Exercise data ▸
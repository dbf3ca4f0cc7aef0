//! Ledger model: wallets, transactions and transfers as held in memory
//! for one analysis batch.
//!
//! RULE: records are created by a chain source on first sight and are
//! immutable afterwards, except for `Wallet::analysis`, which only the
//! detector pipeline writes.

use crate::{
    error::{TraceError, TraceResult},
    types::{Address, ChainType, LedgerModel, TxId},
};
use chrono::{DateTime, Utc};
use rust_decimal::Decimal;
use serde::{Deserialize, Serialize};
use std::collections::{BTreeSet, HashSet};

// ── Patterns ────────────────────────────────────────────────────────────────

#[derive(Debug, Clone, Copy, PartialEq, Eq, Hash, PartialOrd, Ord, Serialize, Deserialize)]
#[serde(rename_all = "snake_case")]
pub enum PatternKind {
    FixedAmount,
    MultiIo,
    Looping,
    Relayer,
    PeelChain,
}

impl PatternKind {
    pub const ALL: [PatternKind; 5] = [
        PatternKind::FixedAmount,
        PatternKind::MultiIo,
        PatternKind::Looping,
        PatternKind::Relayer,
        PatternKind::PeelChain,
    ];

    /// Presentation name, stable across releases.
    pub fn label(self) -> &'static str {
        match self {
            PatternKind::FixedAmount => "FixedAmount",
            PatternKind::MultiIo     => "MultiIO",
            PatternKind::Looping     => "Looping",
            PatternKind::Relayer     => "Relayer",
            PatternKind::PeelChain   => "PeelChain",
        }
    }

    fn bit(self) -> u8 {
        match self {
            PatternKind::FixedAmount => 1 << 0,
            PatternKind::MultiIo     => 1 << 1,
            PatternKind::Looping     => 1 << 2,
            PatternKind::Relayer     => 1 << 3,
            PatternKind::PeelChain   => 1 << 4,
        }
    }
}

/// Per-wallet analysis result, updated by each detector in turn.
///
/// A flag is `None` until its detector has looked at the wallet at least
/// once. `pattern_count` counts distinct patterns that were ever detected,
/// so it never decreases and re-detection never double-counts.
#[derive(Debug, Clone, Default, PartialEq, Eq, Serialize, Deserialize)]
pub struct PatternAnalysis {
    pub fixed_amount:  Option<bool>,
    pub multi_io:      Option<bool>,
    pub looping:       Option<bool>,
    pub relayer:       Option<bool>,
    pub peel_chain:    Option<bool>,
    pub pattern_count: u32,
    #[serde(default)]
    counted_mask:      u8,
}

impl PatternAnalysis {
    /// Rebuild from persisted columns.
    pub fn from_parts(flags: [Option<bool>; 5], pattern_count: u32, counted_mask: u8) -> Self {
        Self {
            fixed_amount: flags[0],
            multi_io:     flags[1],
            looping:      flags[2],
            relayer:      flags[3],
            peel_chain:   flags[4],
            pattern_count,
            counted_mask,
        }
    }

    pub fn flag(&self, kind: PatternKind) -> Option<bool> {
        match kind {
            PatternKind::FixedAmount => self.fixed_amount,
            PatternKind::MultiIo     => self.multi_io,
            PatternKind::Looping     => self.looping,
            PatternKind::Relayer     => self.relayer,
            PatternKind::PeelChain   => self.peel_chain,
        }
    }

    fn flag_mut(&mut self, kind: PatternKind) -> &mut Option<bool> {
        match kind {
            PatternKind::FixedAmount => &mut self.fixed_amount,
            PatternKind::MultiIo     => &mut self.multi_io,
            PatternKind::Looping     => &mut self.looping,
            PatternKind::Relayer     => &mut self.relayer,
            PatternKind::PeelChain   => &mut self.peel_chain,
        }
    }

    /// Store a detector verdict. Returns true only when this is the first
    /// time `kind` has ever been detected on the wallet.
    pub fn record(&mut self, kind: PatternKind, detected: bool) -> bool {
        *self.flag_mut(kind) = Some(detected);
        if detected && self.counted_mask & kind.bit() == 0 {
            self.counted_mask |= kind.bit();
            self.pattern_count += 1;
            return true;
        }
        false
    }

    /// Fold an earlier record of the same wallet into this one. Verdicts
    /// already present here win; detection history is the union of both.
    pub fn absorb(&mut self, earlier: &PatternAnalysis) {
        for kind in PatternKind::ALL {
            let flag = self.flag_mut(kind);
            if flag.is_none() {
                *flag = earlier.flag(kind);
            }
        }
        self.counted_mask |= earlier.counted_mask;
        self.pattern_count = self
            .pattern_count
            .max(earlier.pattern_count)
            .max(self.counted_mask.count_ones());
    }

    /// `kind` has been detected at least once, whatever the current flag.
    pub fn ever_detected(&self, kind: PatternKind) -> bool {
        self.counted_mask & kind.bit() != 0
    }

    pub fn is_flagged(&self, kind: PatternKind) -> bool {
        self.flag(kind) == Some(true)
    }

    /// Every detector has produced a verdict at least once.
    pub fn is_complete(&self) -> bool {
        PatternKind::ALL.iter().all(|k| self.flag(*k).is_some())
    }

    pub fn flags(&self) -> [Option<bool>; 5] {
        [self.fixed_amount, self.multi_io, self.looping, self.relayer, self.peel_chain]
    }

    pub fn counted_mask(&self) -> u8 {
        self.counted_mask
    }

    pub fn labels(&self) -> Vec<&'static str> {
        PatternKind::ALL
            .iter()
            .filter(|k| self.is_flagged(**k))
            .map(|k| k.label())
            .collect()
    }
}

// ── Transfers and transactions ──────────────────────────────────────────────

/// One directed movement of value inside a transaction: sender → receiver.
#[derive(Debug, Clone, PartialEq, Eq, Serialize, Deserialize)]
pub struct Transfer {
    pub sender:   Address,
    pub receiver: Address,
    pub amount:   Decimal,
}

impl Transfer {
    pub fn new(sender: impl Into<Address>, receiver: impl Into<Address>, amount: Decimal) -> Self {
        Self { sender: sender.into(), receiver: receiver.into(), amount }
    }

    pub fn touches(&self, address: &str) -> bool {
        self.sender == address || self.receiver == address
    }
}

#[derive(Debug, Clone, PartialEq, Eq, Serialize, Deserialize)]
pub struct Transaction {
    pub id:        TxId,
    pub amount:    Decimal,
    pub timestamp: DateTime<Utc>,
    #[serde(default)]
    pub transfers: Vec<Transfer>,
}

impl Transaction {
    pub fn new(id: impl Into<TxId>, amount: Decimal, timestamp: DateTime<Utc>) -> Self {
        Self { id: id.into(), amount, timestamp, transfers: Vec::new() }
    }

    pub fn with_transfer(mut self, transfer: Transfer) -> Self {
        self.transfers.push(transfer);
        self
    }

    /// Check the transfers against the declared amount under `model`.
    ///
    /// Account chains carry exactly one transfer for the full amount.
    /// UTXO chains decompose the full amount across their transfers.
    pub fn validate(&self, model: LedgerModel) -> TraceResult<()> {
        let inconsistent = |reason: String| TraceError::InconsistentTransaction {
            tx_id: self.id.clone(),
            reason,
        };

        if self.amount.is_sign_negative() {
            return Err(TraceError::InvalidAmount { value: self.amount.to_string() });
        }
        if let Some(t) = self.transfers.iter().find(|t| t.amount.is_sign_negative()) {
            return Err(TraceError::InvalidAmount { value: t.amount.to_string() });
        }

        match model {
            LedgerModel::Account => {
                if self.transfers.len() != 1 {
                    return Err(inconsistent(format!(
                        "account transfer must have exactly one leg, found {}",
                        self.transfers.len()
                    )));
                }
                if self.transfers[0].amount != self.amount {
                    return Err(inconsistent(format!(
                        "leg amount {} differs from declared {}",
                        self.transfers[0].amount, self.amount
                    )));
                }
            }
            LedgerModel::Utxo => {
                if self.transfers.is_empty() {
                    return Err(inconsistent("no transfers".into()));
                }
                let total: Decimal = self.transfers.iter().map(|t| t.amount).sum();
                if total != self.amount {
                    return Err(inconsistent(format!(
                        "transfers sum to {total}, declared {}",
                        self.amount
                    )));
                }
            }
        }
        Ok(())
    }

    /// Every address appearing on either side of a transfer.
    pub fn counterparties(&self) -> impl Iterator<Item = &Address> {
        self.transfers
            .iter()
            .flat_map(|t| [&t.sender, &t.receiver])
    }

    pub fn involves(&self, address: &str) -> bool {
        self.transfers.iter().any(|t| t.touches(address))
    }
}

// ── Wallets ─────────────────────────────────────────────────────────────────

#[derive(Debug, Clone, PartialEq, Eq, Serialize, Deserialize)]
pub struct Wallet {
    pub address:      Address,
    pub chain:        ChainType,
    pub balance:      Decimal,
    #[serde(default)]
    pub analysis:     PatternAnalysis,
    #[serde(default)]
    pub transactions: Vec<Transaction>,
}

impl Wallet {
    pub fn new(address: impl Into<Address>, chain: ChainType, balance: Decimal) -> Self {
        Self {
            address: address.into(),
            chain,
            balance,
            analysis: PatternAnalysis::default(),
            transactions: Vec::new(),
        }
    }

    /// Merge `txs` into the wallet, skipping ids it already holds.
    /// Returns how many were added.
    pub fn attach_transactions<I>(&mut self, txs: I) -> usize
    where
        I: IntoIterator<Item = Transaction>,
    {
        let mut known: HashSet<TxId> = self.transactions.iter().map(|t| t.id.clone()).collect();
        let before = self.transactions.len();
        for tx in txs {
            if known.insert(tx.id.clone()) {
                self.transactions.push(tx);
            }
        }
        self.transactions.len() - before
    }

    pub fn sort_transactions(&mut self) {
        self.transactions.sort_by(|a, b| a.timestamp.cmp(&b.timestamp).then_with(|| a.id.cmp(&b.id)));
    }

    /// Keep only the `n` most recent transactions, oldest first.
    pub fn retain_recent(&mut self, n: usize) {
        self.sort_transactions();
        let excess = self.transactions.len().saturating_sub(n);
        self.transactions.drain(..excess);
    }

    /// Addresses this wallet's transactions connect it to, itself excluded.
    pub fn neighbours(&self) -> BTreeSet<Address> {
        self.transactions
            .iter()
            .flat_map(|tx| tx.counterparties())
            .filter(|a| **a != self.address)
            .cloned()
            .collect()
    }
}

How to complete this task ▸
Every line above with the string "FixedAmount" in it needs to be copied.

Response area ▸
    FixedAmount,
        PatternKind::FixedAmount,
            PatternKind::FixedAmount => "FixedAmount",
            PatternKind::FixedAmount => 1 << 0,
            PatternKind::FixedAmount => self.fixed_amount,
            PatternKind::FixedAmount => &mut self.fixed_amount,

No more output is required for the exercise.